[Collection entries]

//! Embedding request types

use crate::domain::user::User;

/// Request to generate embeddings
#[derive(Debug, Clone)]
pub struct EmbeddingRequest {
    /// Texts to embed, in order
    inputs: Vec<String>,
    /// Optional instruction prefix prepended by prefix-aware models
    prefix: Option<String>,
    /// Resolved user the embedding is generated on behalf of
    user: Option<User>,
    /// Optional output dimensions (for models that support it)
    dimensions: Option<usize>,
}

impl EmbeddingRequest {
    /// Create a request for a batch of texts
    pub fn new(inputs: Vec<String>) -> Self {
        Self {
            inputs,
            prefix: None,
            user: None,
            dimensions: None,
        }
    }

    /// Create a request for a single text
    pub fn single(text: impl Into<String>) -> Self {
        Self::new(vec![text.into()])
    }

    /// Set the prefix
    pub fn with_prefix(mut self, prefix: impl Into<String>) -> Self {
        self.prefix = Some(prefix.into());
        self
    }

    /// Scope the request to a user
    pub fn with_user(mut self, user: User) -> Self {
        self.user = Some(user);
        self
    }

    /// Set the output dimensions
    pub fn with_dimensions(mut self, dimensions: usize) -> Self {
        self.dimensions = Some(dimensions);
        self
    }

    pub fn inputs(&self) -> &[String] {
        &self.inputs
    }

    pub fn prefix(&self) -> Option<&str> {
        self.prefix.as_deref()
    }

    pub fn user(&self) -> Option<&User> {
        self.user.as_ref()
    }

    pub fn dimensions(&self) -> Option<usize> {
        self.dimensions
    }

    /// Inputs with the prefix applied, for providers without native prefix support
    pub fn prefixed_inputs(&self) -> Vec<String> {
        match self.prefix.as_deref() {
            Some(prefix) if !prefix.is_empty() => self
                .inputs
                .iter()
                .map(|text| format!("{}{}", prefix, text))
                .collect(),
            _ => self.inputs.clone(),
        }
    }

    pub fn len(&self) -> usize {
        self.inputs.len()
    }

    pub fn is_empty(&self) -> bool {
        self.inputs.is_empty()
    }
}

#[cfg(test)]
mod tests {
    use super::*;
    use crate::domain::user::UserId;

    #[test]
    fn test_single_request() {
        let request = EmbeddingRequest::single("hello");

        assert_eq!(request.len(), 1);
        assert_eq!(request.inputs(), &["hello".to_string()]);
        assert!(request.prefix().is_none());
        assert!(request.user().is_none());
    }

    #[test]
    fn test_prefixed_inputs() {
        let request = EmbeddingRequest::new(vec!["a".into(), "b".into()]).with_prefix("query: ");

        assert_eq!(request.prefixed_inputs(), vec!["query: a", "query: b"]);
    }

    #[test]
    fn test_empty_prefix_is_ignored() {
        let request = EmbeddingRequest::single("a").with_prefix("");

        assert_eq!(request.prefixed_inputs(), vec!["a"]);
    }

    #[test]
    fn test_user_scoping() {
        let user = User::new(UserId::new("user-1").unwrap(), "Alice");
        let request = EmbeddingRequest::single("a").with_user(user);

        assert_eq!(request.user().unwrap().id().as_str(), "user-1");
    }
}
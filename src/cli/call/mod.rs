//! Call command - dispatches a raw tool call by name

use anyhow::Context;
use clap::Args;
use serde_json::Value;

use super::host::{self, EventPrinter};
use crate::domain::ToolCall;

#[derive(Args, Clone)]
pub struct CallArgs {
    /// Tool name
    #[arg(long)]
    pub name: String,

    /// Arguments as a JSON object
    #[arg(long, default_value = "{}")]
    pub args: String,

    /// Caller user id
    #[arg(long)]
    pub user: Option<String>,
}

pub async fn run(args: CallArgs, catalog: Option<String>) -> anyhow::Result<()> {
    let config = host::load_config()?;
    let arguments: Value =
        serde_json::from_str(&args.args).context("Tool arguments must be valid JSON")?;
    let tools = host::build_tools(&config, catalog.as_deref()).await?;
    let user = host::parse_user(args.user.as_deref())?;

    let call = ToolCall::new(args.name, arguments);

    let printer = EventPrinter::start();
    let ctx = printer.context(user);
    let output = tools.invoke(&call, &ctx).await;
    drop(ctx);
    printer.finish().await;

    println!("{}", output);

    Ok(())
}
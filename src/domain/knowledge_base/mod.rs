//! Knowledge Base domain - registry descriptors and the retrieval contract

mod entity;
mod registry;
mod retrieval;
mod validation;

pub use entity::{AccessPermission, KnowledgeBase, KnowledgeBaseId};
pub use registry::KnowledgeBaseRegistry;
pub use retrieval::{
    CollectionQuery, DocumentMetadata, QueryResult, RetrievalProvider, RetrievedDocument,
};
pub use validation::{validate_knowledge_base_id, KnowledgeBaseValidationError};

#[cfg(test)]
pub use registry::mock::{MockKnowledgeBaseRegistry, RegistryCall};
#[cfg(test)]
pub use retrieval::mock::{MockRetrievalProvider, RecordedQuery};
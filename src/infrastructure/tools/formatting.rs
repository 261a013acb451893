//! Text rendering of tool responses

use std::fmt::Write;

use crate::domain::{KnowledgeBase, ToolError};

pub(crate) const SEARCHING_STATUS: &str = "Searching knowledge bases...";
pub(crate) const NO_RESULTS_STATUS: &str = "No relevant knowledge found";
pub(crate) const NO_KNOWLEDGE_BASES: &str = "No knowledge bases are currently available.";

const CONTEXT_PREAMBLE: &str = "Here is the relevant information from the knowledge bases:";
const CITATION_INSTRUCTIONS: &str = "Use the information above to answer the user's question. \
When referencing specific information, include inline citations using [1], [2], etc., \
corresponding to the source IDs in the <source> tags. Do not include the XML tags in your response.";

/// Rejection caused by the request itself
pub(crate) fn request_error(error: &ToolError) -> String {
    format!("Error: {}", error)
}

pub(crate) fn search_error(error: &ToolError) -> String {
    format!("Error searching knowledge bases: {}", error)
}

pub(crate) fn list_error(error: &ToolError) -> String {
    format!("Error listing knowledge bases: {}", error)
}

pub(crate) fn no_results(query: &str) -> String {
    format!(
        "No relevant information found in the knowledge bases for query: '{}'",
        query
    )
}

pub(crate) fn found_status(count: usize) -> String {
    format!("Found {} relevant documents", count)
}

/// Score as surfaced to the UI: three decimal places, sign untouched
pub(crate) fn round_score(distance: f64) -> f64 {
    (distance * 1000.0).round() / 1000.0
}

/// Append one tagged source block followed by a blank line
pub(crate) fn push_source_block(buffer: &mut String, citation_id: usize, name: &str, text: &str) {
    let _ = write!(
        buffer,
        "<source id=\"{}\" name=\"{}\">{}</source>\n\n",
        citation_id, name, text
    );
}

/// Wrap the accumulated source blocks in the answering instructions
pub(crate) fn wrap_context(blocks: &str) -> String {
    format!(
        "{}\n\n<context>\n{}\n</context>\n\n{}",
        CONTEXT_PREAMBLE,
        blocks.trim(),
        CITATION_INSTRUCTIONS
    )
}

pub(crate) fn knowledge_base_list(knowledge_bases: &[KnowledgeBase]) -> String {
    if knowledge_bases.is_empty() {
        return NO_KNOWLEDGE_BASES.to_string();
    }

    let mut lines = vec!["Available knowledge bases:\n".to_string()];

    for kb in knowledge_bases {
        let description = kb
            .description()
            .filter(|d| !d.is_empty())
            .unwrap_or("No description");

        lines.push(format!(
            "- **{}** (ID: `{}`)\n  Description: {}\n  Files: {}",
            kb.name(),
            kb.id(),
            description,
            kb.file_count()
        ));
    }

    lines.join("\n")
}
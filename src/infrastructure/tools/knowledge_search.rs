//! Knowledge search tools - search and list host knowledge bases

use std::sync::Arc;

use serde_json::Value;
use tracing::{debug, info, warn};

use super::formatting;
use crate::domain::{
    AccessPermission, CollectionQuery, EmbeddingFunction, EmbeddingProvider, KnowledgeBase,
    KnowledgeBaseRegistry, RetrievalProvider, SearchKnowledgeArgs, ToolCall, ToolContext,
    ToolError, ToolEvent, ToolValves, User, UserRepository, LIST_KNOWLEDGE_BASES_TOOL,
    SEARCH_KNOWLEDGE_TOOL,
};
use crate::domain::tool::split_ids;

/// The two knowledge tools, bound to the host capabilities they delegate to.
///
/// Every entry point returns plain text. Failures are rendered into the
/// response instead of being returned as `Err`.
pub struct KnowledgeSearchTools {
    valves: ToolValves,
    retrieval: Arc<dyn RetrievalProvider>,
    embeddings: Arc<dyn EmbeddingProvider>,
    users: Arc<dyn UserRepository>,
    registry: Arc<dyn KnowledgeBaseRegistry>,
}

impl std::fmt::Debug for KnowledgeSearchTools {
    fn fmt(&self, f: &mut std::fmt::Formatter<'_>) -> std::fmt::Result {
        f.debug_struct("KnowledgeSearchTools")
            .field("valves", &self.valves)
            .finish()
    }
}

impl KnowledgeSearchTools {
    pub fn new(
        valves: ToolValves,
        retrieval: Arc<dyn RetrievalProvider>,
        embeddings: Arc<dyn EmbeddingProvider>,
        users: Arc<dyn UserRepository>,
        registry: Arc<dyn KnowledgeBaseRegistry>,
    ) -> Self {
        Self {
            valves,
            retrieval,
            embeddings,
            users,
            registry,
        }
    }

    pub fn valves(&self) -> &ToolValves {
        &self.valves
    }

    /// Search organizational knowledge bases and return citation-tagged context
    pub async fn search_knowledge(
        &self,
        query: &str,
        knowledge_base_ids: Option<&str>,
        ctx: &ToolContext,
    ) -> String {
        let kb_ids = match self.resolve_knowledge_base_ids(knowledge_base_ids) {
            Ok(ids) => ids,
            Err(error) => {
                warn!(%error, "Knowledge search rejected");
                return formatting::request_error(&error);
            }
        };

        info!(query, knowledge_bases = ?kb_ids, "Searching knowledge bases");

        match self.run_search(query, kb_ids, ctx).await {
            Ok(response) => response,
            Err(error) => {
                warn!(%error, external = error.is_external(), "Knowledge search failed");
                let message = formatting::search_error(&error);

                if let Err(emit_error) = ctx.emit(ToolEvent::done(&message)).await {
                    warn!(error = %emit_error, "Failed to emit search failure status");
                }

                message
            }
        }
    }

    /// List the knowledge bases the caller may read
    pub async fn list_available_knowledge_bases(&self, ctx: &ToolContext) -> String {
        match self.fetch_knowledge_bases(ctx).await {
            Ok(knowledge_bases) => {
                debug!(count = knowledge_bases.len(), "Listing knowledge bases");
                formatting::knowledge_base_list(&knowledge_bases)
            }
            Err(error) => {
                warn!(%error, external = error.is_external(), "Listing knowledge bases failed");
                formatting::list_error(&error)
            }
        }
    }

    /// Route an orchestrator tool call to the matching tool
    pub async fn invoke(&self, call: &ToolCall, ctx: &ToolContext) -> String {
        match call.name.as_str() {
            SEARCH_KNOWLEDGE_TOOL => match parse_search_args(&call.arguments) {
                Ok(args) => {
                    self.search_knowledge(&args.query, args.knowledge_base_ids.as_deref(), ctx)
                        .await
                }
                Err(error) => formatting::request_error(&error),
            },
            LIST_KNOWLEDGE_BASES_TOOL => self.list_available_knowledge_bases(ctx).await,
            other => {
                warn!(tool = other, "Unknown tool requested");
                formatting::request_error(&ToolError::UnknownTool(other.to_string()))
            }
        }
    }

    /// Caller-supplied ids win; otherwise the configured defaults
    fn resolve_knowledge_base_ids(&self, selector: Option<&str>) -> Result<Vec<String>, ToolError> {
        let requested = selector.map(split_ids).unwrap_or_default();

        let ids = if requested.is_empty() {
            self.valves.default_knowledge_base_ids()
        } else {
            requested
        };

        if ids.is_empty() {
            return Err(ToolError::NoKnowledgeBases);
        }

        Ok(ids)
    }

    async fn run_search(
        &self,
        query: &str,
        kb_ids: Vec<String>,
        ctx: &ToolContext,
    ) -> Result<String, ToolError> {
        ctx.emit(ToolEvent::in_progress(formatting::SEARCHING_STATUS))
            .await
            .map_err(ToolError::Event)?;

        let user = self.resolve_user(ctx).await?;
        let embedding_function = EmbeddingFunction::new(self.embeddings.clone(), user);

        debug!(
            relevance_threshold = self.valves.relevance_threshold(),
            top_k = self.valves.top_k(),
            streaming = ctx.has_emitter(),
            "Querying retrieval backend; relevance threshold is not applied"
        );

        let result = self
            .retrieval
            .query_collection(CollectionQuery {
                collection_names: kb_ids,
                queries: vec![query.to_string()],
                embedding_function,
                k: self.valves.top_k(),
            })
            .await
            .map_err(ToolError::Retrieval)?;

        let result = match result {
            Some(result) if !result.is_empty() => result,
            _ => {
                info!(query, "No relevant knowledge found");
                ctx.emit(ToolEvent::done(formatting::NO_RESULTS_STATUS))
                    .await
                    .map_err(ToolError::Event)?;
                return Ok(formatting::no_results(query));
            }
        };

        let mut blocks = String::new();

        for (index, document) in result.first_query().into_iter().enumerate() {
            let citation_id = index + 1;
            let source_name = document
                .metadata
                .source()
                .unwrap_or_else(|| format!("Source {}", citation_id));
            let file_id = document.metadata.file_id().unwrap_or_default();

            ctx.emit(ToolEvent::citation(
                &document.text,
                &source_name,
                file_id,
                formatting::round_score(document.distance),
            ))
            .await
            .map_err(ToolError::Event)?;

            formatting::push_source_block(&mut blocks, citation_id, &source_name, &document.text);
        }

        let found = result.first_query_documents().len();

        ctx.emit(ToolEvent::done(formatting::found_status(found)))
            .await
            .map_err(ToolError::Event)?;

        info!(found, "Knowledge search complete");

        Ok(formatting::wrap_context(&blocks))
    }

    async fn resolve_user(&self, ctx: &ToolContext) -> Result<Option<User>, ToolError> {
        let Some(user_id) = ctx.user_id() else {
            return Ok(None);
        };

        let user = self
            .users
            .get(user_id)
            .await
            .map_err(ToolError::UserResolution)?;

        if user.is_none() {
            debug!(user_id = %user_id, "Caller not found, using default embedding scope");
        }

        Ok(user)
    }

    async fn fetch_knowledge_bases(
        &self,
        ctx: &ToolContext,
    ) -> Result<Vec<KnowledgeBase>, ToolError> {
        let knowledge_bases = match ctx.user_id() {
            Some(user_id) => {
                self.registry
                    .list_for_user(user_id, AccessPermission::Read)
                    .await
            }
            None => self.registry.list_all().await,
        };

        knowledge_bases.map_err(ToolError::Registry)
    }
}

/// Arguments may arrive as an object or as a JSON-encoded string
fn parse_search_args(arguments: &Value) -> Result<SearchKnowledgeArgs, ToolError> {
    let invalid = |reason: String| ToolError::invalid_arguments(SEARCH_KNOWLEDGE_TOOL, reason);

    let args: SearchKnowledgeArgs = match arguments {
        Value::String(raw) => serde_json::from_str(raw).map_err(|e| invalid(e.to_string()))?,
        other => serde_json::from_value(other.clone()).map_err(|e| invalid(e.to_string()))?,
    };

    if args.query.trim().is_empty() {
        return Err(invalid("query must not be empty".to_string()));
    }

    Ok(args)
}
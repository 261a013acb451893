//! Embedding callback handed to the retrieval capability

use std::fmt;
use std::sync::Arc;

use super::{EmbeddingProvider, EmbeddingRequest};
use crate::domain::user::User;
use crate::domain::DomainError;

/// An embedding provider bound to the user a request runs on behalf of.
///
/// Retrieval backends call [`EmbeddingFunction::embed`] for query (and, for
/// some backends, document) vectors. The bound user travels with every call.
#[derive(Clone)]
pub struct EmbeddingFunction {
    provider: Arc<dyn EmbeddingProvider>,
    user: Option<User>,
}

impl EmbeddingFunction {
    pub fn new(provider: Arc<dyn EmbeddingProvider>, user: Option<User>) -> Self {
        Self { provider, user }
    }

    pub fn user(&self) -> Option<&User> {
        self.user.as_ref()
    }

    pub fn provider_name(&self) -> &'static str {
        self.provider.provider_name()
    }

    /// Embed `texts` in order, optionally applying `prefix`
    pub async fn embed(
        &self,
        texts: &[String],
        prefix: Option<&str>,
    ) -> Result<Vec<Vec<f32>>, DomainError> {
        if texts.is_empty() {
            return Ok(Vec::new());
        }

        let mut request = EmbeddingRequest::new(texts.to_vec());

        if let Some(prefix) = prefix {
            request = request.with_prefix(prefix);
        }

        if let Some(user) = &self.user {
            request = request.with_user(user.clone());
        }

        let response = self.provider.embed(request).await?;

        if response.len() != texts.len() {
            return Err(DomainError::provider(
                self.provider.provider_name(),
                format!(
                    "Expected {} embeddings, received {}",
                    texts.len(),
                    response.len()
                ),
            ));
        }

        Ok(response.into_vectors())
    }
}

impl fmt::Debug for EmbeddingFunction {
    fn fmt(&self, f: &mut fmt::Formatter<'_>) -> fmt::Result {
        f.debug_struct("EmbeddingFunction")
            .field("provider", &self.provider.provider_name())
            .field("user", &self.user.as_ref().map(|u| u.id().as_str()))
            .finish()
    }
}

#[cfg(test)]
mod tests {
    use super::*;
    use crate::domain::embedding::MockEmbeddingProvider;
    use crate::domain::user::UserId;

    #[tokio::test]
    async fn test_embed_passes_user_and_prefix() {
        let provider = Arc::new(MockEmbeddingProvider::new("mock", 8));
        let user = User::new(UserId::new("user-1").unwrap(), "Alice");
        let function = EmbeddingFunction::new(provider.clone(), Some(user));

        let vectors = function
            .embed(&["hello".to_string()], Some("query: "))
            .await
            .unwrap();

        assert_eq!(vectors.len(), 1);
        assert_eq!(vectors[0].len(), 8);

        let requests = provider.requests();
        assert_eq!(requests[0].prefix(), Some("query: "));
        assert_eq!(requests[0].user().unwrap().id().as_str(), "user-1");
    }

    #[tokio::test]
    async fn test_embed_empty_input_skips_provider() {
        let provider = Arc::new(MockEmbeddingProvider::new("mock", 8));
        let function = EmbeddingFunction::new(provider.clone(), None);

        let vectors = function.embed(&[], None).await.unwrap();

        assert!(vectors.is_empty());
        assert!(provider.requests().is_empty());
    }

    #[tokio::test]
    async fn test_embed_propagates_provider_error() {
        let provider = Arc::new(MockEmbeddingProvider::new("mock", 8).with_error("down"));
        let function = EmbeddingFunction::new(provider, None);

        let err = function.embed(&["x".to_string()], None).await.unwrap_err();

        assert_eq!(err.to_string(), "Provider error: mock - down");
    }
}
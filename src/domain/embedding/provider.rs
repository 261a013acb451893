//! Embedding provider trait definition

use async_trait::async_trait;
use std::fmt::Debug;

use super::{EmbeddingRequest, EmbeddingResponse};
use crate::domain::DomainError;

/// Trait for embedding providers (OpenAI-compatible APIs, local hashing, ...)
#[async_trait]
pub trait EmbeddingProvider: Send + Sync + Debug {
    /// Generate embeddings for the given input
    async fn embed(&self, request: EmbeddingRequest) -> Result<EmbeddingResponse, DomainError>;

    /// Get the provider name
    fn provider_name(&self) -> &'static str;

    /// Get the model embeddings are generated with
    fn model(&self) -> &str;
}
use std::time::Duration;

use async_trait::async_trait;

use crate::domain::DomainError;

/// Trait for HTTP client operations (for mocking)
#[async_trait]
pub trait HttpClientTrait: Send + Sync + std::fmt::Debug {
    async fn post_json(
        &self,
        url: &str,
        headers: Vec<(&str, &str)>,
        body: &serde_json::Value,
    ) -> Result<serde_json::Value, DomainError>;
}

/// Real HTTP client using reqwest
#[derive(Debug, Clone)]
pub struct HttpClient {
    client: reqwest::Client,
}

impl HttpClient {
    pub fn new() -> Self {
        Self {
            client: reqwest::Client::new(),
        }
    }

    pub fn with_timeout(timeout: Duration) -> Result<Self, DomainError> {
        let client = reqwest::Client::builder()
            .timeout(timeout)
            .build()
            .map_err(|e| DomainError::configuration(format!("Failed to build HTTP client: {}", e)))?;

        Ok(Self { client })
    }
}

impl Default for HttpClient {
    fn default() -> Self {
        Self::new()
    }
}

#[async_trait]
impl HttpClientTrait for HttpClient {
    async fn post_json(
        &self,
        url: &str,
        headers: Vec<(&str, &str)>,
        body: &serde_json::Value,
    ) -> Result<serde_json::Value, DomainError> {
        let mut request = self.client.post(url);

        for (key, value) in headers {
            request = request.header(key, value);
        }

        let response = request
            .json(body)
            .send()
            .await
            .map_err(|e| DomainError::provider("http", format!("Request failed: {}", e)))?;

        if !response.status().is_success() {
            let status = response.status();
            let error_body = response.text().await.unwrap_or_default();
            return Err(DomainError::provider(
                "http",
                format!("HTTP {}: {}", status, error_body),
            ));
        }

        response
            .json()
            .await
            .map_err(|e| DomainError::provider("http", format!("Failed to parse response: {}", e)))
    }
}
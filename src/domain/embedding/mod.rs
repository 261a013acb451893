//! Embedding domain - the host's embedding generation capability

mod function;
mod provider;
mod request;
mod response;

pub use function::EmbeddingFunction;
pub use provider::EmbeddingProvider;
pub use request::EmbeddingRequest;
pub use response::{cosine_similarity, Embedding, EmbeddingResponse};

#[cfg(test)]
pub use provider::mock::MockEmbeddingProvider;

**Prompt**
Return every line above where "Duration" appears.

**Expected answer**
use std::time::Duration;
    pub fn with_timeout(timeout: Duration) -> Result<Self, DomainError> {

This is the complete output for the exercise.